Monday, May 24, 2004

i've been in southern california the last several days visiting my niece. much to tell about that, and her recent visit up here, and my recent visit back home to kansas city, but in the meantime, here's a few classic quotes from the recent family visits:

(at the elementary schoolyard, repeatedly and proudly) this is my uncle reese. he's the gay one...
and
(my niece to me) this is my best friend melissa and she has a gay uncle too and we want you two to get together so we can be cousins.... (melissa to my niece) my gay uncle already has a boyfriend (my niece to melissa) oh, well he hasn't met my uncle reese yet. we got to get them together.

(to her 4th grade teacher) this is my uncle reese. can he stay at my desk with me today? you'll like him, he's gay.

(playing the game of "Life" and upon having children with my recently married husband, from my niece and quite emphatically) you ADOPTED the children. boys can't have children.

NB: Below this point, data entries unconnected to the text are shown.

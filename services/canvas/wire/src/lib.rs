//! Wire protocol framing and encoding/decoding for the canvas server.
//!
//! This crate provides the low-level wire protocol: the closed set of frame
//! kinds exchanged between whiteboard clients and the server, their binary
//! encoding, and an incremental decoder that tolerates arbitrary read
//! boundaries.
//!
//! ## Wire Format
//!
//! ```text
//! +----------------------+----------------------------+
//! | u8 type tag          | FrameType                  |
//! +----------------------+----------------------------+
//! | u32 payload_len      | big-endian, bytes follow   |
//! +----------------------+----------------------------+
//! | payload              | layout depends on the tag  |
//! +----------------------+----------------------------+
//! ```
//!
//! | Frame         | Payload                                   |
//! |---------------|-------------------------------------------|
//! | Nop           | empty                                     |
//! | Version       | u16 major, u16 minor, u16 patch           |
//! | SessionId     | u32 id                                    |
//! | TransferStart | u32 transfer id, u32 total size           |
//! | TransferChunk | u32 transfer id, u32 length, bytes        |
//! | TransferStop  | u32 transfer id                           |
//! | TransferSync  | u32 transfer id (`0xFFFFFFFF` = any)      |

#![warn(missing_docs)]
#![warn(clippy::all)]

pub mod error;
pub mod frame;
pub mod header;

// Re-export main types
pub use error::WireError;
pub use frame::{Frame, FrameDecoder, SyncTarget, ANY_TRANSFER, DEFAULT_MAX_FRAME_SIZE};
pub use header::{FrameType, ProtocolVersion, CURRENT_VERSION, FRAME_HEADER_SIZE};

(sung repeatedly and loudly throughout our recent visits, by both my niece and i, from the 'confessions of a teenage drama queen' movie) that girl was a one time, teenage, drama queen.... da da da da da da da da da da da da da da da da da..... that girl was me!

(stated repeatedly in a whiny and annoying voice to me prior to a movie) can i have an icee? i really want an icee. please can i have an icee.....

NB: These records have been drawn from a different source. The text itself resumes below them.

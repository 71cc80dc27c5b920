//! Per-connection frame adapter.
//!
//! A `FrameAdapter` owns the protocol state of one connection: the decode
//! buffer, the queue of decoded frames waiting for dispatch and the queue of
//! frames waiting to be written. Socket I/O happens elsewhere; the connection
//! loop feeds received bytes into [`FrameAdapter::decode`] and writes whatever
//! [`FrameAdapter::flush`] returns.

use bytes::{Bytes, BytesMut};
use canvas_wire::{Frame, FrameDecoder, WireError, DEFAULT_MAX_FRAME_SIZE};
use std::collections::VecDeque;
use std::sync::atomic::{AtomicBool, Ordering};
use std::sync::{Mutex, MutexGuard, OnceLock, PoisonError};
use tokio::sync::Notify;
use tracing::{debug, trace};

#[derive(Debug)]
struct Queues {
    incoming: VecDeque<Frame>,
    outgoing: VecDeque<Frame>,
    decode_buffer: BytesMut,
    decoder: FrameDecoder,
}

impl Queues {
    fn new(max_frame_size: usize) -> Self {
        Self {
            incoming: VecDeque::new(),
            outgoing: VecDeque::new(),
            decode_buffer: BytesMut::new(),
            decoder: FrameDecoder::with_max_frame_size(max_frame_size),
        }
    }
}

/// Protocol state of one connection
#[derive(Debug)]
pub struct FrameAdapter {
    /// Identifier handed out by the registry, becomes the session ID
    assigned_id: u32,
    /// Set once the handshake succeeds
    session_id: OnceLock<u32>,
    closed: AtomicBool,
    queues: Mutex<Queues>,
    /// Wakes the connection writer on enqueue and on disconnect
    wake: Notify,
}

impl FrameAdapter {
    /// Create an adapter holding `assigned_id` as its session candidate
    pub fn new(assigned_id: u32) -> Self {
        Self::with_max_frame_size(assigned_id, DEFAULT_MAX_FRAME_SIZE)
    }

    /// Create an adapter with a custom decoder payload limit
    pub fn with_max_frame_size(assigned_id: u32, max_frame_size: usize) -> Self {
        Self {
            assigned_id,
            session_id: OnceLock::new(),
            closed: AtomicBool::new(false),
            queues: Mutex::new(Queues::new(max_frame_size)),
            wake: Notify::new(),
        }
    }

    fn queues(&self) -> MutexGuard<'_, Queues> {
        self.queues.lock().unwrap_or_else(PoisonError::into_inner)
    }

    /// Session candidate assigned by the registry
    pub fn assigned_id(&self) -> u32 {
        self.assigned_id
    }

    /// Negotiated session ID, `None` until the handshake succeeds
    pub fn session_id(&self) -> Option<u32> {
        self.session_id.get().copied()
    }

    /// Promote the assigned candidate to the session ID
    pub(crate) fn establish_session(&self) -> u32 {
        *self.session_id.get_or_init(|| self.assigned_id)
    }

    /// Whether `disconnect` has been called
    pub fn is_closed(&self) -> bool {
        self.closed.load(Ordering::Acquire)
    }

    /// Feed received bytes, returning how many frames were completed
    ///
    /// Completed frames are appended to the incoming queue in arrival order;
    /// a trailing partial frame stays buffered for the next call. An error is
    /// fatal and the caller must disconnect the adapter.
    pub fn decode(&self, bytes: &[u8]) -> Result<usize, WireError> {
        if self.is_closed() {
            trace!("Dropping {} bytes for closed adapter {}", bytes.len(), self.assigned_id);
            return Ok(0);
        }

        let mut queues = self.queues();
        // `disconnect` may have run while we waited for the lock
        if self.is_closed() {
            return Ok(0);
        }
        let Queues {
            incoming,
            decode_buffer,
            decoder,
            ..
        } = &mut *queues;

        decode_buffer.extend_from_slice(bytes);

        let mut completed = 0;
        while let Some(frame) = decoder.decode(decode_buffer)? {
            trace!("Adapter {} decoded {:?}", self.assigned_id, frame.frame_type());
            incoming.push_back(frame);
            completed += 1;
        }

        Ok(completed)
    }

    /// Drain decoded frames in arrival order
    pub fn take_incoming(&self) -> Vec<Frame> {
        let mut queues = self.queues();
        if self.is_closed() {
            return Vec::new();
        }
        queues.incoming.drain(..).collect()
    }

    /// Number of decoded frames waiting for dispatch
    pub fn pending_incoming(&self) -> usize {
        self.queues().incoming.len()
    }

    /// Queue a frame for sending; ignored once disconnected
    pub fn enqueue(&self, frame: Frame) {
        if self.is_closed() {
            trace!("Dropping {:?} for closed adapter {}", frame.frame_type(), self.assigned_id);
            return;
        }

        {
            let mut queues = self.queues();
            if self.is_closed() {
                return;
            }
            queues.outgoing.push_back(frame);
        }
        self.wake.notify_one();
    }

    /// Number of frames waiting to be flushed
    pub fn pending_outgoing(&self) -> usize {
        self.queues().outgoing.len()
    }

    /// Serialize every queued frame in FIFO order and clear the queue
    pub fn flush(&self) -> Bytes {
        if self.is_closed() {
            return Bytes::new();
        }

        let mut queues = self.queues();
        let size: usize = queues.outgoing.iter().map(Frame::encoded_len).sum();
        let mut buf = BytesMut::with_capacity(size);
        for frame in queues.outgoing.drain(..) {
            frame.encode(&mut buf);
        }

        buf.freeze()
    }

    /// Close the adapter; queues become permanently inert
    pub fn disconnect(&self) {
        if self.closed.swap(true, Ordering::AcqRel) {
            return;
        }

        {
            let mut queues = self.queues();
            queues.incoming = VecDeque::new();
            queues.outgoing = VecDeque::new();
            queues.decode_buffer = BytesMut::new();
        }

        debug!("Adapter {} disconnected", self.assigned_id);
        self.wake.notify_one();
    }

    /// Resolves when frames were enqueued or the adapter was closed
    pub async fn flushed(&self) {
        self.wake.notified().await
    }
}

(scary story told by me to my niece before going to bed) once upon a time there was a red blob and a green blob. and the green blob said to the red blob, "can i have an icee? please let me have an icee. i really want an icee." and the green blob never stopped asking.... scary....

(to my mother and grandmother) i can't believe you made everything i requested. can't you take a joke? i'm so full.
and (to my mother upon visiting back home, saying this to my own surprise) please don't make me eat anymore. it hurts, i really does. (my mother at our first ever pflag-kc meeting and pointing to me proudly) he witnessed the marriages in san francisco city hall! tell them about it...

and then, completely unrelated to family visits, but a great quote from last night's simpsons:
mr. burns: i can't be held responsible for what my hired goons are ordered to do!
such a classic pointed reference to current events, but oh-so-subtly done

i do have pictures and stories from my recent visits, just haven't gotten them up here yet. i will.

Thursday, May 20, 2004

San Francisco's awesome U.S. Representative and the next Speaker of the House if Democrats win back the House this fall, House Democratic Leader Nancy Pelosi, is no longer pulling punches:

Bush is an incompetent leader. In fact, he's not a leader... He's a person who has no judgment, no experience and no knowledge of the subjects that he has to decide upon.

He has on his shoulders the deaths of many more troops, because he would not heed the advice of his own State Department of what to expect after May 1 when he ... declared that major combat is over... The shallowness that he has brought to the office has not changed since he got there.

Not to get personal about it, but the president's capacity to lead has never been there. In order to lead, you have to have judgment. In order to have judgment, you have to have knowledge and experience. He has none...

This president has demonstrated very clearly that he does not have the capacity to present a plan to transition... The only way we can get more troops from other countries is to have a president who respects the other countries. It's hopeless for George Bush. He has made it hopeless.


Gotta love her!
And then she offered this:
"The risk in many of us speaking out in the way that I'm speaking out to you right now is that people will say, 'Oh, it's just political,' '' Pelosi said. Yet in the end, Pelosi said, she is confident that the failures in Iraq, as well as discontent over domestic issues, will defeat Bush in November.

"He's gone,'' Pelosi said of Bush. "He's so gone.''

Yeah!

Wednesday, May 19, 2004

i'm ok i'm ok i'm ok i'm ok

no worries.

Tuesday, May 18, 2004

it's still up and down

i was feeling better sunday and some of yesterday, but then last night and earlier today were not good at all.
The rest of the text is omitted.